TASK BRIEF: Answer with one number only: how many lines in this material contain the word "other"?

DATA TO PROCESS:
- - -
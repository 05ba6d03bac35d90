//! Document-to-entry reverse index and targeted eviction

use std::collections::BTreeSet;
use std::sync::Arc;
use std::time::Duration;

use futures::future::join_all;
use serde::Serialize;
use tracing::{debug, instrument, warn};

use crate::domain::cache::{CacheKeys, CacheStore};
use crate::domain::DomainError;

/// Outcome of invalidating one or more documents
#[derive(Debug, Clone, Copy, Default, PartialEq, Eq, Serialize)]
pub struct InvalidationReport {
    /// Distinct documents processed
    pub documents: usize,
    /// Search entries referenced by those documents' reverse index
    pub entries_referenced: usize,
    /// Search entries actually deleted (not already expired or evicted)
    pub entries_evicted: usize,
}

impl InvalidationReport {
    fn merge(&mut self, other: InvalidationReport) {
        self.documents += other.documents;
        self.entries_referenced += other.entries_referenced;
        self.entries_evicted += other.entries_evicted;
    }
}

const DEFAULT_MARKER_TTL: Duration = Duration::from_secs(3600);

/// Keeps `docidx:<document id>` sets in the store, one member per search
/// entry whose results contain that document
///
/// Every change also bumps a store-wide invalidation epoch and records it in
/// `docchg:<document id>`. A search that read the epoch before querying the
/// index can then tell, after storing its entry, whether one of its documents
/// changed while the query was in flight (see [`changed_since`](Self::changed_since)).
///
/// Newly created documents cannot appear in any cached result, so their creation
/// evicts nothing; cached searches that should now include them stay stale
/// until the search TTL expires.
#[derive(Debug, Clone)]
pub struct InvalidationCoordinator {
    store: Arc<dyn CacheStore>,
    marker_ttl: Duration,
}

impl InvalidationCoordinator {
    pub fn new(store: Arc<dyn CacheStore>) -> Self {
        Self {
            store,
            marker_ttl: DEFAULT_MARKER_TTL,
        }
    }

    /// How long change markers are kept. Must exceed the longest upstream
    /// search.
    pub fn with_marker_ttl(mut self, ttl: Duration) -> Self {
        self.marker_ttl = ttl;
        self
    }

    /// Current invalidation epoch (0 before any change)
    pub async fn epoch(&self) -> Result<u64, DomainError> {
        let key = CacheKeys::invalidation_epoch();

        match self.store.get_raw(&key).await? {
            Some(value) => value
                .trim()
                .parse()
                .map_err(|_| DomainError::invalid_entry(key, "epoch is not an integer")),
            None => Ok(0),
        }
    }

    /// Whether any of the documents changed after `epoch` was read.
    /// An epoch counter that went backwards counts as a change.
    pub async fn changed_since<I>(&self, document_ids: I, epoch: u64) -> Result<bool, DomainError>
    where
        I: IntoIterator,
        I::Item: AsRef<str>,
    {
        if self.epoch().await? < epoch {
            return Ok(true);
        }

        let marker_keys: Vec<String> = document_ids
            .into_iter()
            .map(|id| CacheKeys::document_change(id.as_ref()))
            .collect();

        let markers = join_all(marker_keys.iter().map(|key| self.store.get_raw(key))).await;

        for marker in markers {
            if let Some(value) = marker? {
                match value.trim().parse::<u64>() {
                    Ok(changed_at) if changed_at <= epoch => {}
                    _ => return Ok(true),
                }
            }
        }

        Ok(false)
    }

    /// Records that `entry_key` holds results containing each document.
    /// The index sets live at least as long as `ttl`.
    #[instrument(skip(self, document_ids, ttl))]
    pub async fn register<I>(
        &self,
        entry_key: &str,
        document_ids: I,
        ttl: Duration,
    ) -> Result<(), DomainError>
    where
        I: IntoIterator,
        I::Item: AsRef<str>,
    {
        for document_id in document_ids {
            let index_key = CacheKeys::document_index(document_id.as_ref());
            self.store.add_to_set(&index_key, entry_key, ttl).await?;
        }

        Ok(())
    }

    /// Evicts every search entry whose results contain `document_id`.
    /// Returns once every delete has completed. Unknown documents are a no-op.
    #[instrument(skip(self))]
    pub async fn on_document_changed(
        &self,
        document_id: &str,
    ) -> Result<InvalidationReport, DomainError> {
        let epoch = self.store.increment(&CacheKeys::invalidation_epoch()).await?;
        self.store
            .set_raw(
                &CacheKeys::document_change(document_id),
                &epoch.to_string(),
                self.marker_ttl,
            )
            .await?;

        let index_key = CacheKeys::document_index(document_id);
        let entry_keys = self.store.take_set(&index_key).await?;

        let mut report = InvalidationReport {
            documents: 1,
            entries_referenced: entry_keys.len(),
            entries_evicted: 0,
        };

        for entry_key in &entry_keys {
            if self.store.delete(entry_key).await? {
                report.entries_evicted += 1;
            }
        }

        debug!(
            document_id = %document_id,
            evicted = report.entries_evicted,
            "Invalidated cached searches"
        );

        Ok(report)
    }

    /// Invalidates each distinct document. Every document is attempted; the
    /// first failure is returned after the rest have been processed.
    #[instrument(skip_all, fields(count = document_ids.len()))]
    pub async fn on_batch_changed<S>(
        &self,
        document_ids: &[S],
    ) -> Result<InvalidationReport, DomainError>
    where
        S: AsRef<str> + Sync,
    {
        let distinct: BTreeSet<&str> = document_ids.iter().map(AsRef::as_ref).collect();

        let mut report = InvalidationReport::default();
        let mut first_error = None;

        for document_id in distinct {
            match self.on_document_changed(document_id).await {
                Ok(single) => report.merge(single),
                Err(e) => {
                    warn!(document_id = %document_id, "Invalidation failed: {}", e);
                    first_error.get_or_insert(e);
                }
            }
        }

        match first_error {
            Some(e) => Err(e),
            None => Ok(report),
        }
    }
}

#[cfg(test)]
mod tests {
    use super::*;
    use crate::domain::cache::UnavailableCacheStore;
    use crate::infrastructure::cache::InMemoryCacheStore;

    const TTL: Duration = Duration::from_secs(60);

    async fn seeded() -> (Arc<InMemoryCacheStore>, InvalidationCoordinator) {
        let store = Arc::new(InMemoryCacheStore::new());
        let coordinator = InvalidationCoordinator::new(store.clone());

        for (key, docs) in [
            ("search:_:e1", vec!["d1", "d2", "d3"]),
            ("search:_:e2", vec!["d2", "d4"]),
            ("search:_:e3", vec!["d5"]),
        ] {
            store.set_raw(key, "{}", TTL).await.unwrap();
            coordinator.register(key, docs, TTL).await.unwrap();
        }

        (store, coordinator)
    }

    #[tokio::test]
    async fn test_evicts_every_entry_containing_document() {
        let (store, coordinator) = seeded().await;

        let report = coordinator.on_document_changed("d2").await.unwrap();

        assert_eq!(report.entries_referenced, 2);
        assert_eq!(report.entries_evicted, 2);
        assert!(store.get_raw("search:_:e1").await.unwrap().is_none());
        assert!(store.get_raw("search:_:e2").await.unwrap().is_none());
        assert!(store.get_raw("search:_:e3").await.unwrap().is_some());
    }

    #[tokio::test]
    async fn test_invalidation_is_idempotent() {
        let (store, coordinator) = seeded().await;

        coordinator.on_document_changed("d1").await.unwrap();
        let second = coordinator.on_document_changed("d1").await.unwrap();

        assert_eq!(second.entries_referenced, 0);
        assert_eq!(second.entries_evicted, 0);
        assert!(store.get_raw("search:_:e2").await.unwrap().is_some());
    }

    #[tokio::test]
    async fn test_unknown_document_is_noop() {
        let (_, coordinator) = seeded().await;

        let report = coordinator.on_document_changed("brand-new").await.unwrap();

        assert_eq!(report.documents, 1);
        assert_eq!(report.entries_evicted, 0);
    }

    #[tokio::test]
    async fn test_already_evicted_entries_count_as_referenced_only() {
        let (store, coordinator) = seeded().await;
        store.delete("search:_:e1").await.unwrap();

        let report = coordinator.on_document_changed("d1").await.unwrap();

        assert_eq!(report.entries_referenced, 1);
        assert_eq!(report.entries_evicted, 0);
    }

    #[tokio::test]
    async fn test_batch_deduplicates_and_aggregates() {
        let (store, coordinator) = seeded().await;

        let report = coordinator
            .on_batch_changed(&["d1", "d5", "d1", "d3"])
            .await
            .unwrap();

        assert_eq!(report.documents, 3);
        // d1 and d3 both reference e1; it is deleted once
        assert_eq!(report.entries_evicted, 2);
        assert!(store.get_raw("search:_:e2").await.unwrap().is_some());

        let again = coordinator
            .on_batch_changed(&["d1", "d5", "d3"])
            .await
            .unwrap();
        assert_eq!(again.entries_evicted, 0);
    }

    #[tokio::test]
    async fn test_changed_since_tracks_documents_changed_after_epoch() {
        let (_, coordinator) = seeded().await;

        let before = coordinator.epoch().await.unwrap();
        assert_eq!(before, 0);

        coordinator.on_document_changed("d1").await.unwrap();
        let after = coordinator.epoch().await.unwrap();
        assert_eq!(after, 1);

        assert!(coordinator.changed_since(["d1", "d4"], before).await.unwrap());
        assert!(!coordinator.changed_since(["d3", "d4"], before).await.unwrap());
        assert!(!coordinator.changed_since(["d1"], after).await.unwrap());
    }

    #[tokio::test]
    async fn test_reset_epoch_counts_as_change() {
        let (store, coordinator) = seeded().await;

        coordinator.on_document_changed("d5").await.unwrap();
        let epoch = coordinator.epoch().await.unwrap();
        store.delete(&CacheKeys::invalidation_epoch()).await.unwrap();

        assert!(coordinator.changed_since(["d1"], epoch).await.unwrap());
    }

    #[tokio::test]
    async fn test_unavailable_store_is_reported() {
        let coordinator = InvalidationCoordinator::new(Arc::new(UnavailableCacheStore));

        let result = coordinator.on_batch_changed(&["d1".to_string()]).await;
        assert!(matches!(result, Err(DomainError::CacheUnavailable { .. })));

        let result = coordinator.register("search:_:e1", ["d1"], TTL).await;
        assert!(matches!(result, Err(DomainError::CacheUnavailable { .. })));
    }
}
- - -
ANSWER FOR THE TASK: 4